*WHAT YOU NEED TO DO:*
Below are records. Find each line in them that holds the word "push" and copy it.

*PROVIDED MATERIAL:*
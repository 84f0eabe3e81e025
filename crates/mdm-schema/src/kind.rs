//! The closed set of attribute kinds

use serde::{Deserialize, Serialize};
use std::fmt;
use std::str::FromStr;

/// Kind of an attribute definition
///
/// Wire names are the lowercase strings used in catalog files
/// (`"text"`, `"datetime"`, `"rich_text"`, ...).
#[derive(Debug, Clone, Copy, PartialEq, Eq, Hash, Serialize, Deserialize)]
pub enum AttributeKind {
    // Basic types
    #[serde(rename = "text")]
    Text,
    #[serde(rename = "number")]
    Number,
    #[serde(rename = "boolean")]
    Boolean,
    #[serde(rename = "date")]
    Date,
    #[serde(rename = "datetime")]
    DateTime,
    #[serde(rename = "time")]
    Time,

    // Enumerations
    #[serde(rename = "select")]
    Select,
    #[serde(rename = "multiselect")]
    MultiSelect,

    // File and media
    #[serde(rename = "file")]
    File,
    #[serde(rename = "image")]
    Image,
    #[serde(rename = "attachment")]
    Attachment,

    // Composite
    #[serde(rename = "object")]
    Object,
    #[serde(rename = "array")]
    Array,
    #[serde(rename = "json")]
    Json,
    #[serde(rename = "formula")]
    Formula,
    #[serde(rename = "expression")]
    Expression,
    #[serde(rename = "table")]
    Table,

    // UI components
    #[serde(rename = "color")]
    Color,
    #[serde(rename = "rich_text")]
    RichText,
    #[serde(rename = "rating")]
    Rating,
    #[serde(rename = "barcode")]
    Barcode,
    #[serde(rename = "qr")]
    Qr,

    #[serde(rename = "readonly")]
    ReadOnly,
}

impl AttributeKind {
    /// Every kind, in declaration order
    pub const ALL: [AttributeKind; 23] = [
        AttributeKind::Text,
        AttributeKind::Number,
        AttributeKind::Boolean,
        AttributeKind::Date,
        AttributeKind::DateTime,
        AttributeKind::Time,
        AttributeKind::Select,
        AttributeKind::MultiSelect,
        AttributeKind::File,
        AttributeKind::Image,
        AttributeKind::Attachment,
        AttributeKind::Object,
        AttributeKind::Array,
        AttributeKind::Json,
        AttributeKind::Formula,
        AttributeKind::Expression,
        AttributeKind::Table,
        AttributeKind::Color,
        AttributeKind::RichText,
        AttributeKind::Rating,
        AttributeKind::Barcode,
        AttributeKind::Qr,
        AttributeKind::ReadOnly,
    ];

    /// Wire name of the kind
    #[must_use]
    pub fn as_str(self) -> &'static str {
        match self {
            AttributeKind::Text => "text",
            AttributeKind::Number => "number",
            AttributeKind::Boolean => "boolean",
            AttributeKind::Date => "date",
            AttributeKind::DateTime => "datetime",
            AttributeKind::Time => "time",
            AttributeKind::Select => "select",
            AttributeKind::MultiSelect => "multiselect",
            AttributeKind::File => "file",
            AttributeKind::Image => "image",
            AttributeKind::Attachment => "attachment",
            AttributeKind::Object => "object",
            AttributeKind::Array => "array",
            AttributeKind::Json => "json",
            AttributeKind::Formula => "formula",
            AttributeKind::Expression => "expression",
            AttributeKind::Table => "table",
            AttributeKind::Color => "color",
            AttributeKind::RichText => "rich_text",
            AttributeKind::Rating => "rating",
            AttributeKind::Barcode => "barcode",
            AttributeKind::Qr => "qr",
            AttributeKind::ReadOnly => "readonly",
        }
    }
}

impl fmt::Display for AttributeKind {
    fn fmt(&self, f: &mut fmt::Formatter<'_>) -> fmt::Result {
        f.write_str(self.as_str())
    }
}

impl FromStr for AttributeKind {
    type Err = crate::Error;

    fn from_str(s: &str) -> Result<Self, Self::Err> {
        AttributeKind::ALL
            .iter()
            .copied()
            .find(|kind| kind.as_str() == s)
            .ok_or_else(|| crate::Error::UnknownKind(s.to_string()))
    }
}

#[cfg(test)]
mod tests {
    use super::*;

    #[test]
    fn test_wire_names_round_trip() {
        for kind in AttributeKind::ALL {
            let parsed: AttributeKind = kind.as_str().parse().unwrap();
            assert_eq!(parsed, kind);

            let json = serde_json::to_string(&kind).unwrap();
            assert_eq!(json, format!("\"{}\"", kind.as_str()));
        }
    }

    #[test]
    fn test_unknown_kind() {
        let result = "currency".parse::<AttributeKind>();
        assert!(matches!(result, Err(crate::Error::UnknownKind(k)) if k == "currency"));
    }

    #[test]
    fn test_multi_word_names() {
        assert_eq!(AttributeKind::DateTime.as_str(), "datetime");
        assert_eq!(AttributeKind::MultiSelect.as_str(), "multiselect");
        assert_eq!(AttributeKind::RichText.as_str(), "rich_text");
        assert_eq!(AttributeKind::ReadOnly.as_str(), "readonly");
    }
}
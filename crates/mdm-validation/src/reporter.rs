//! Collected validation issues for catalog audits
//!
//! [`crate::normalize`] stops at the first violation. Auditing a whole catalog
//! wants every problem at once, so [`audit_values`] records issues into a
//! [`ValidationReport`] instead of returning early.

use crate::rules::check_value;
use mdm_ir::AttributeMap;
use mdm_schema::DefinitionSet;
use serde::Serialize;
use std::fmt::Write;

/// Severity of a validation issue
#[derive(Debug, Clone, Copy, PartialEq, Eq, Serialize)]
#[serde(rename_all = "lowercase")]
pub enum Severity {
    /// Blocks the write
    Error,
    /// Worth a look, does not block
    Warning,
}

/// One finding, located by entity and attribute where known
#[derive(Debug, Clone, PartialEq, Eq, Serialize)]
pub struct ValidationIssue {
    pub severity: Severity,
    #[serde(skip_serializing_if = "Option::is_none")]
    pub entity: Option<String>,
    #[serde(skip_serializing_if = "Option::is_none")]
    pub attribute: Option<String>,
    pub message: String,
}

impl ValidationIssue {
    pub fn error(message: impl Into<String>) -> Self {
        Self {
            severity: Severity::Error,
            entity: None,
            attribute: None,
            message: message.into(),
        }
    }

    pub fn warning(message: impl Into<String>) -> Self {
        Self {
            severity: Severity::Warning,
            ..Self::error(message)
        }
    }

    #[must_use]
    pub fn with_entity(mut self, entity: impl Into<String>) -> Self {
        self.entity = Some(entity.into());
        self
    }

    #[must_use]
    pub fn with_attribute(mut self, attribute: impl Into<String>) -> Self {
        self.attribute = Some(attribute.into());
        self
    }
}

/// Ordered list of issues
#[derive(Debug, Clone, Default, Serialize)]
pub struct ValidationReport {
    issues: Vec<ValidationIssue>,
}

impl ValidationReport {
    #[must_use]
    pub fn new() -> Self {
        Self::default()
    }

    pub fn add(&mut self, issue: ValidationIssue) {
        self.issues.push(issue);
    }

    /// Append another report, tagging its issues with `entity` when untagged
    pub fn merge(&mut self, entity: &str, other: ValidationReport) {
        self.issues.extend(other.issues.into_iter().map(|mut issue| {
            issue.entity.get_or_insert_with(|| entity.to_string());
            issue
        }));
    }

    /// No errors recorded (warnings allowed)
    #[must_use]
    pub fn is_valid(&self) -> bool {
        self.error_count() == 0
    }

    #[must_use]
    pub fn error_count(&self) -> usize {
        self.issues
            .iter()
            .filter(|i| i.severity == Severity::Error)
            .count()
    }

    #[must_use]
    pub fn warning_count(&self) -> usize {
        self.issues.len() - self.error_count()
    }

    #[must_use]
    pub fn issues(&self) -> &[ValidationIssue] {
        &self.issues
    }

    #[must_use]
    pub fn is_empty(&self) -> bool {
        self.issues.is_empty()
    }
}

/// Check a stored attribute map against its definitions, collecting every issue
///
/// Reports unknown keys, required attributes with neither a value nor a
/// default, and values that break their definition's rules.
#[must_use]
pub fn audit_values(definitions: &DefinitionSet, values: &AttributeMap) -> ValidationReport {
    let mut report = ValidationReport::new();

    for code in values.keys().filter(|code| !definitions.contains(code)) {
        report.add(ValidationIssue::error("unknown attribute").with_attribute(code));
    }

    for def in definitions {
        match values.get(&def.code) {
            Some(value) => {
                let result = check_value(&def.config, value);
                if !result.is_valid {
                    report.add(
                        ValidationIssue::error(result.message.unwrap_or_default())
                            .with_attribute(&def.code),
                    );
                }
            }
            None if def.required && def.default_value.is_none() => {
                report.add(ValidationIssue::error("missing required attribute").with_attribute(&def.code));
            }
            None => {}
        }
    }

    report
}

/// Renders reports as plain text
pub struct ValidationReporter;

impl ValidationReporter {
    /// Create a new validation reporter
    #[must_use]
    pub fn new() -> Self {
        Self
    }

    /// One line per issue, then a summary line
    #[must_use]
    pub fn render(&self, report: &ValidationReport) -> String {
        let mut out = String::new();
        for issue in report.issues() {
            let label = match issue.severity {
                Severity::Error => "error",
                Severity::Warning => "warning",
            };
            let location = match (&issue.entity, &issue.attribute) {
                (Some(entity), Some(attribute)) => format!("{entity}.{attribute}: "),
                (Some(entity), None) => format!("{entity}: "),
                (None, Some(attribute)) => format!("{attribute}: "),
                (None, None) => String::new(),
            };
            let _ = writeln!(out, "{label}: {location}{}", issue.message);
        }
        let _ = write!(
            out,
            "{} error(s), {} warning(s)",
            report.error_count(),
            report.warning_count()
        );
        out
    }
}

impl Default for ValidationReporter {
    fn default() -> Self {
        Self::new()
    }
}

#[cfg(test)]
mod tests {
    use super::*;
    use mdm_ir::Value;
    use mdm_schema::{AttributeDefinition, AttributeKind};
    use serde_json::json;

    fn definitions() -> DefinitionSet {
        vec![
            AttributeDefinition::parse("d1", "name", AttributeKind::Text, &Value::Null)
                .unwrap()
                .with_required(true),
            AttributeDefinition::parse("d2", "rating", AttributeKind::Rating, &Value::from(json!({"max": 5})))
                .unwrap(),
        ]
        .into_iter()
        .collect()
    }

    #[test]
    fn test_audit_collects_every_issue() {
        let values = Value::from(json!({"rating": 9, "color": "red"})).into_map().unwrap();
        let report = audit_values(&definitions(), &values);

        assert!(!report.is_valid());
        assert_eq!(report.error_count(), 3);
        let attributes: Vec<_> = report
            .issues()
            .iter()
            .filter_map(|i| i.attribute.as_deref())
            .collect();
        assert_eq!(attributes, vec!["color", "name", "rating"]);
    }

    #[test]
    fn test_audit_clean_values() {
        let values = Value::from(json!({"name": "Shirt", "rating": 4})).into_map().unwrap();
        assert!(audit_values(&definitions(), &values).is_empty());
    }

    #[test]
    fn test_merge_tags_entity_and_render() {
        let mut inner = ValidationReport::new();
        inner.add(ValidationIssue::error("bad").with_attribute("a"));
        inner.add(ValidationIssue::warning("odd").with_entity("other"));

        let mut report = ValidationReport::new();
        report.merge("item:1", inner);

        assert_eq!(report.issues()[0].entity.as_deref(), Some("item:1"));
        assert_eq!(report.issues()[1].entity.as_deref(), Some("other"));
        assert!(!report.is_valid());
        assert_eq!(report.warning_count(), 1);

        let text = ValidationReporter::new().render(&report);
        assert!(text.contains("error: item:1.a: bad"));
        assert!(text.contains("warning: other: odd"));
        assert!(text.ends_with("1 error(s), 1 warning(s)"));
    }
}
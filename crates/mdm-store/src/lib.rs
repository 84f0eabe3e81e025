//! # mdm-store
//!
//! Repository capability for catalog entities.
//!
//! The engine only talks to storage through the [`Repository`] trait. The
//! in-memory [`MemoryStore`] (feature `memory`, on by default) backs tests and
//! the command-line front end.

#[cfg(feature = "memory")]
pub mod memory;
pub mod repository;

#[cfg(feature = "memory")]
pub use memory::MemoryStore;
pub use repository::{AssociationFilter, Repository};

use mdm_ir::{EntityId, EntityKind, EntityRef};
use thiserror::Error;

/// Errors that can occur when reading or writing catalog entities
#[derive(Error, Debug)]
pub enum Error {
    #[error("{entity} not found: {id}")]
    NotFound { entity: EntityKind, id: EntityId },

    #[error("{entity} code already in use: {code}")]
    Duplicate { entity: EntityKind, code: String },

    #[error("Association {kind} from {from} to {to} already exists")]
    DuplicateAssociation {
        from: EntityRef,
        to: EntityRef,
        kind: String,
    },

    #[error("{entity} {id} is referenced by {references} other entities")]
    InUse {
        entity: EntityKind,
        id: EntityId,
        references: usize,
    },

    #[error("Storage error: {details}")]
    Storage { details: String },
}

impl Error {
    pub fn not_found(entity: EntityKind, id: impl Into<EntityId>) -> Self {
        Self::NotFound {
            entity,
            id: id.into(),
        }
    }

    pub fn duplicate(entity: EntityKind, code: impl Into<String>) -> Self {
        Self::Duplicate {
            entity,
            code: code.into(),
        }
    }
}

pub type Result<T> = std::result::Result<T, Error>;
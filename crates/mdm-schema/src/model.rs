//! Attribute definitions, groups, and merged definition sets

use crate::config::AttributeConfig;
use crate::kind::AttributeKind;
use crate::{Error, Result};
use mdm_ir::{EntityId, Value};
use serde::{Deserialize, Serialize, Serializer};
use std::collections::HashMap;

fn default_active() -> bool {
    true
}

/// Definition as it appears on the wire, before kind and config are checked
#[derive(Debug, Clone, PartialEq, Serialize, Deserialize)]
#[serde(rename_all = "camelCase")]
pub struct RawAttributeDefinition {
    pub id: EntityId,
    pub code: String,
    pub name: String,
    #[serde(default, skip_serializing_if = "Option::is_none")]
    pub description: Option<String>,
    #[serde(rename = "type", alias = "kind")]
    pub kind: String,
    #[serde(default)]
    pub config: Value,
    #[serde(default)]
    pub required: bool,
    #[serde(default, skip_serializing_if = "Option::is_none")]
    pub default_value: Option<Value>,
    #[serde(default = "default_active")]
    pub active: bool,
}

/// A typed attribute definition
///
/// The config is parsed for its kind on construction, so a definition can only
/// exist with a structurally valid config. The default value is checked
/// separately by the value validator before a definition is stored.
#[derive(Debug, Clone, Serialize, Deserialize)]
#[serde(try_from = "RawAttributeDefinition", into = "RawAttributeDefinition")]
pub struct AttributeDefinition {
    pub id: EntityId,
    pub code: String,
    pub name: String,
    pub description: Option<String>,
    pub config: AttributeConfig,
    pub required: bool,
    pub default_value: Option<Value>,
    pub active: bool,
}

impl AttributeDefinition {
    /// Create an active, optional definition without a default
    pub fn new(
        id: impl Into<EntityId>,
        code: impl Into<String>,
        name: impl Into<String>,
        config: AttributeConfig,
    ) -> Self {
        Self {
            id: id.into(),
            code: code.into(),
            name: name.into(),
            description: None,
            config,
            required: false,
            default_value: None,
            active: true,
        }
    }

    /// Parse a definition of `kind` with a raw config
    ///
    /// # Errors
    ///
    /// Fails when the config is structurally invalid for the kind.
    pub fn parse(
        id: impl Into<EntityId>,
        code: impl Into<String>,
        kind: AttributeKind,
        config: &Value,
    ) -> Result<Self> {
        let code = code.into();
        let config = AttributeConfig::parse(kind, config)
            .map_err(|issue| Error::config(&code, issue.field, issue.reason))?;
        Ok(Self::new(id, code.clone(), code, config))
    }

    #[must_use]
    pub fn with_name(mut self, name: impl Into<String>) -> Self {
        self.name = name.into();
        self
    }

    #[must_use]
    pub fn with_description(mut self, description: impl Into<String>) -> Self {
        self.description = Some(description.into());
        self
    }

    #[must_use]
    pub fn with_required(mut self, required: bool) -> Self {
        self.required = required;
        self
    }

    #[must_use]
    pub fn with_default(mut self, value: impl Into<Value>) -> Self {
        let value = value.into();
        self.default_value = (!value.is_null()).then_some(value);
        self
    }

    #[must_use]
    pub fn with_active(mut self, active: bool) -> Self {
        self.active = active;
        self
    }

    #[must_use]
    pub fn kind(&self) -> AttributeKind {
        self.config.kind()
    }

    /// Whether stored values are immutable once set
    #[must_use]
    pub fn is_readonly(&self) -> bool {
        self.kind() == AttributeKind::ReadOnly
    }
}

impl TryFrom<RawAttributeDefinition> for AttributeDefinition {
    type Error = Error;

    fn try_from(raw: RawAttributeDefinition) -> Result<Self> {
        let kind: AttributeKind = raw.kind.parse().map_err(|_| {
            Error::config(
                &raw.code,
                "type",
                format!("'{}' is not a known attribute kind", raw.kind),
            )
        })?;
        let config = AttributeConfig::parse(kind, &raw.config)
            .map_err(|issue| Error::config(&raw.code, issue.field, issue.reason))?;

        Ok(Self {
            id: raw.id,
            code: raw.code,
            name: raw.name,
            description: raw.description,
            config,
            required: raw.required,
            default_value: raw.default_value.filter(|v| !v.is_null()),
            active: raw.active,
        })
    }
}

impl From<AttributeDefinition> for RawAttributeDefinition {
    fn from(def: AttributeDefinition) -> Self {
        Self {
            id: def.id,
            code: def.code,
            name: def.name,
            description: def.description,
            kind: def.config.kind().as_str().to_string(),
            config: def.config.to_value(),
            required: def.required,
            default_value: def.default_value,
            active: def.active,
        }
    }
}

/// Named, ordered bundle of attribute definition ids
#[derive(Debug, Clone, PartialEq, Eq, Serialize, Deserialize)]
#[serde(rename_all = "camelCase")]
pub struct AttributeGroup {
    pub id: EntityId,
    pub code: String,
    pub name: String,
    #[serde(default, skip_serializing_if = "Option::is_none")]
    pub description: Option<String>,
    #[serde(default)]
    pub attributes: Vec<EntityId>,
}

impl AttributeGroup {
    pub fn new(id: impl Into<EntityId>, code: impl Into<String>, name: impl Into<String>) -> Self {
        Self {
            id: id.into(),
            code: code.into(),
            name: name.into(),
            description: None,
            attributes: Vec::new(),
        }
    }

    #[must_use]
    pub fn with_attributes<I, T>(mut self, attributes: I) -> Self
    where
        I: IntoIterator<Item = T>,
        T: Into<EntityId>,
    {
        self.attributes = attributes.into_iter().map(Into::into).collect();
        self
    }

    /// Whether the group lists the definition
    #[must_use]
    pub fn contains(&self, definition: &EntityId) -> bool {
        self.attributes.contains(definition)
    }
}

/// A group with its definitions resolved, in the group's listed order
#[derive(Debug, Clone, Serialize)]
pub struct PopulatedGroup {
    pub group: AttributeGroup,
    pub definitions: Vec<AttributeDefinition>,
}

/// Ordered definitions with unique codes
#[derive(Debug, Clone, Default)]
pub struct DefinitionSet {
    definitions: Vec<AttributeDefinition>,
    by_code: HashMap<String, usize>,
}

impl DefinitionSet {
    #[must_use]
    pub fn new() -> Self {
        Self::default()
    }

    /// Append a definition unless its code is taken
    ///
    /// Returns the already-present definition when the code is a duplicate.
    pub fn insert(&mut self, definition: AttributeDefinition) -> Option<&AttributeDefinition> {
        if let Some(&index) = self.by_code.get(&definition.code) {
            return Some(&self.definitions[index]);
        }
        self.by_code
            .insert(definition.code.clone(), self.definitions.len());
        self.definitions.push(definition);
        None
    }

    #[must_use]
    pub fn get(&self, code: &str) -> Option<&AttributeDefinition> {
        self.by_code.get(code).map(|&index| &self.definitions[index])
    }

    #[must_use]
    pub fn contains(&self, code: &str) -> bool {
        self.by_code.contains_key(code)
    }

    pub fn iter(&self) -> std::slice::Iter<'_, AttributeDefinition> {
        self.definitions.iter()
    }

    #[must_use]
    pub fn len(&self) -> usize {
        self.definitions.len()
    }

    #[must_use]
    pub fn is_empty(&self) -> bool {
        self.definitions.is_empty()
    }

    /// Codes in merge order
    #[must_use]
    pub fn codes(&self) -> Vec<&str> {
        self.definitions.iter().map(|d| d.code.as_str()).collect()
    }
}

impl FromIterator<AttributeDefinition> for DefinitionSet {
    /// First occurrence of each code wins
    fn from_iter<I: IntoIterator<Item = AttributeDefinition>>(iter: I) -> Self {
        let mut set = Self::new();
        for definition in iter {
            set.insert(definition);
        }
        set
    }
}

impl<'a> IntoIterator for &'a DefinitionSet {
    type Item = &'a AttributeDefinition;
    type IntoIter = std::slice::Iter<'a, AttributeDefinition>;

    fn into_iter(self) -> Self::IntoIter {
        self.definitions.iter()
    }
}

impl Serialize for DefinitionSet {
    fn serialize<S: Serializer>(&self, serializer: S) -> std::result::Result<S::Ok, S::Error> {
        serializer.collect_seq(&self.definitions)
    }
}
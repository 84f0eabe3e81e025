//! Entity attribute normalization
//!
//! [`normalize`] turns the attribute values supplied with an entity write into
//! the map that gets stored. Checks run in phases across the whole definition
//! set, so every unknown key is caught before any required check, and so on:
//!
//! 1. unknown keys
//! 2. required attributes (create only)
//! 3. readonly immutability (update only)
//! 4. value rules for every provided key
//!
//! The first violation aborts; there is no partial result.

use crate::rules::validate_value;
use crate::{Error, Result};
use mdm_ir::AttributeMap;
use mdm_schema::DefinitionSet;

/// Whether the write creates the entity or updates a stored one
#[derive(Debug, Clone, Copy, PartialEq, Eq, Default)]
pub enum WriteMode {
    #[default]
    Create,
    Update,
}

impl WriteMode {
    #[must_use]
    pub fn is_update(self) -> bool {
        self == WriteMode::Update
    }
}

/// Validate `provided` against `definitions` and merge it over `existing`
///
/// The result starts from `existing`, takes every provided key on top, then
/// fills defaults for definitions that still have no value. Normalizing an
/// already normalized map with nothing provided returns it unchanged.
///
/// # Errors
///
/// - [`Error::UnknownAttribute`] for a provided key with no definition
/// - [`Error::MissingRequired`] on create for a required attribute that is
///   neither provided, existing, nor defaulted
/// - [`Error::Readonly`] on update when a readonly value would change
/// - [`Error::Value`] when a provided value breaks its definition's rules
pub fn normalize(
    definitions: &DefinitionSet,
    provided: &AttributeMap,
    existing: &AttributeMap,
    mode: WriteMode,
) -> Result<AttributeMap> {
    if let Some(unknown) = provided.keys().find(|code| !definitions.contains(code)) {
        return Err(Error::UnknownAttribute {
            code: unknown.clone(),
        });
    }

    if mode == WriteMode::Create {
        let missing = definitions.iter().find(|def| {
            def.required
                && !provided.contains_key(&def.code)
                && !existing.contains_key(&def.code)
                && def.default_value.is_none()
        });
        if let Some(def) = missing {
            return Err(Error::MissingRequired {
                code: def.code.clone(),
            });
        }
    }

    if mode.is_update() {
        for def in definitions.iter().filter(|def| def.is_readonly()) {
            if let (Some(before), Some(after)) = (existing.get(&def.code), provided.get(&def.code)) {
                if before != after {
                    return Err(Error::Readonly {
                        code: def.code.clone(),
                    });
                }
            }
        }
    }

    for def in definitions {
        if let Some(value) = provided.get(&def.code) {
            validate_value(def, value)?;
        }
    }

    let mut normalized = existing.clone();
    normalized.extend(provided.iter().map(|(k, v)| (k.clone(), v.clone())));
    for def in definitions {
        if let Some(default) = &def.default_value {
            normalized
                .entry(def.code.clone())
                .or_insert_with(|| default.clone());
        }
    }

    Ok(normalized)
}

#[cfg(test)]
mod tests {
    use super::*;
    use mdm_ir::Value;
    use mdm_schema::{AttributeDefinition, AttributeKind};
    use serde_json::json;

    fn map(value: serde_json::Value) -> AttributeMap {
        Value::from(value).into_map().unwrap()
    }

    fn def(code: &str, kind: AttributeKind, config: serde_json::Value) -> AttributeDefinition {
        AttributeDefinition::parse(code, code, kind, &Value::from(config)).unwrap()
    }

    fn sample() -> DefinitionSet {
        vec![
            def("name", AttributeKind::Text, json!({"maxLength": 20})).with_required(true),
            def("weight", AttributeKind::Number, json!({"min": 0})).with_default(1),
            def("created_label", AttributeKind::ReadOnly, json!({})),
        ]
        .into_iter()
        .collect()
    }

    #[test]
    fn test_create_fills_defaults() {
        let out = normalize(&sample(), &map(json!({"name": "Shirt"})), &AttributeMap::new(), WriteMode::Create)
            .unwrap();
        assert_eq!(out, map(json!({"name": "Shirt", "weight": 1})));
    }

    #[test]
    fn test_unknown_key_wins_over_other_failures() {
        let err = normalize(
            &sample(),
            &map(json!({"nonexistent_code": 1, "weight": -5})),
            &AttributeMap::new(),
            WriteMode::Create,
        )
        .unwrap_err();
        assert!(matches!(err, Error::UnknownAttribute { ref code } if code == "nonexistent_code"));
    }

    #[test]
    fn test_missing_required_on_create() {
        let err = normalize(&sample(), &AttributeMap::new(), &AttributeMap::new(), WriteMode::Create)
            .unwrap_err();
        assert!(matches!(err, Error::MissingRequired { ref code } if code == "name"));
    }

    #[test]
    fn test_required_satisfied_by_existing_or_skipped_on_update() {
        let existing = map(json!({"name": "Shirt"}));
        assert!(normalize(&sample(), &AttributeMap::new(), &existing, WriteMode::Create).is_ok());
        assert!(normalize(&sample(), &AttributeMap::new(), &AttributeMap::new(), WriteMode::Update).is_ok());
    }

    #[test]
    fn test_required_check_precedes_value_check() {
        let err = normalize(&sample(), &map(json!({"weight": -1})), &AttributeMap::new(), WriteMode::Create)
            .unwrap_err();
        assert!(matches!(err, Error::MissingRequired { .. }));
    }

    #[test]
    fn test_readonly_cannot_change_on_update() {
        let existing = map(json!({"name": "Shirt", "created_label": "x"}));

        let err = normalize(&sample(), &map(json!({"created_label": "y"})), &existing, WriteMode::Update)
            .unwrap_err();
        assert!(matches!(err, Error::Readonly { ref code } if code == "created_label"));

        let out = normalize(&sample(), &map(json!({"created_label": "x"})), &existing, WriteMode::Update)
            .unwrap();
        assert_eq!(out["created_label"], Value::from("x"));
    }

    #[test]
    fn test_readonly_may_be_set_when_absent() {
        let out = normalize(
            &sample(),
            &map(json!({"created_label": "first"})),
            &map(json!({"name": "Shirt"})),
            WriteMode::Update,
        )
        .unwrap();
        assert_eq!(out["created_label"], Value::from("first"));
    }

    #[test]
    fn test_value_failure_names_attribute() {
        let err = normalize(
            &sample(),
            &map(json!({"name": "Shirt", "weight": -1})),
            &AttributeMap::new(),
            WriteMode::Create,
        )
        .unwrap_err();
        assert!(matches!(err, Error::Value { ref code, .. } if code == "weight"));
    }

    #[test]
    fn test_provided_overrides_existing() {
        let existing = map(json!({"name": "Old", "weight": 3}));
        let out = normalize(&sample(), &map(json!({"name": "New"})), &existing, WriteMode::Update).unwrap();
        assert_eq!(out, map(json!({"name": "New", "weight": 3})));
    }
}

*TASK SOLUTION:*
        self.issues.push(issue);
        self.definitions.push(definition);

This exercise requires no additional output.